Conveyancing process explained for Sellers

Property for sale uk

For sellers, conveyancing is the transference of property ownership from you to the buyer.
This process begins when you accept an offer from a prospective buyer and ends when giving the property’s keys to the new seller.

A conveyancing solicitor or licensed conveyancer handles the whole conveyancing process. Here are the steps involved for sellers:

  • Instruct your conveyancing solicitor

Once you accept the offer from the buyer, you need to instruct your solicitor to begin the process. Before getting your first offer, you can choose your solicitor to fast track the process.

Before choosing your solicitor, check reviews and feedback, and compare quotes. Be sure not to only look at local solicitors around you. If you see a better fit online, stick with an online conveyancing solicitor.

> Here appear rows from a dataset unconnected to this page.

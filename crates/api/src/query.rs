//! Shared query parameter types for API handlers.

use serde::Deserialize;

/// Generic pagination parameters (`?limit=&offset=`).
///
/// Values are clamped with `petcare_core::search::clamp_limit` /
/// `clamp_offset` before they reach a query.
#[derive(Debug, Deserialize)]
pub struct PaginationParams {
    pub limit: Option<i64>,
    pub offset: Option<i64>,
}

  • Fill out forms and Provide documents

You will need to fill out forms concerning the property which will be provided to you by your solicitor. You’ll need to fill out forms like:

  • TA 6 (a form concerning boundaries, disputes and complaints, known proposed developments, building works, council tax, utilities, sewerage, contact details)
  • TA 7 (needed if you don’t own the freehold. This form contains info on the leasehold)
  • TA 9 (concerning information on the commonhold)
  • TA 10 (concerning fittings and fixtures)
  • TA 13 (includes finalisation details like completion, handing over keys, mortgages and liability claims)


  • Draft contract & negotiate

Your solicitor will use the information on the filled forms to draft a contract and send it to the buyer for approval.
Your solicitor will lead negotiations over the draft contract and will make sure the following details are in the draft.

  • The date of completion (mostly 7-28 days after the exchange of contracts)
  • The sale price includes some of the fixtures and fittings
  • The price for the other fixtures and fittings.
  • Issues to be fixed raised in the buyer’s survey


  • Pay off mortgage

Before exchanging contracts, you need to pay off your mortgage by requesting a redemption figure from your mortgage company. Upon completion of the sale, you should have paid off your mortgage.

  • Exchange Contracts

Your solicitor will exchange contracts with the buyer’s solicitor on the decided exchange date.

Once there’s an exchange of contracts, you will be legally bound to sell the property as the seller. If you pull out of the sale, the buyer can sue you, and if they pull out of the sale, you can sue them and keep their deposit.

Exchanging contracts also means that you can no longer accept another offer on your house.


  • Start preparing to move

After the contract exchange, you should receive the buyer’s deposit (usually 10% of the sale price). You still legally own the property at this point of the process, but now will be an excellent time to start organising your things and preparing to move.

  • Completion

You hand over the keys and any spare you have on the completion date. You will receive the balance of the sale price, hand over all legal documents that shows evidence of ownership and clear off the mortgage with the sale proceeds.

  • After completion

At this stage, you pay your solicitor and estate agents.

All these steps take about 12-16 weeks. But online conveyancing solicitors can get it done faster in about four weeks.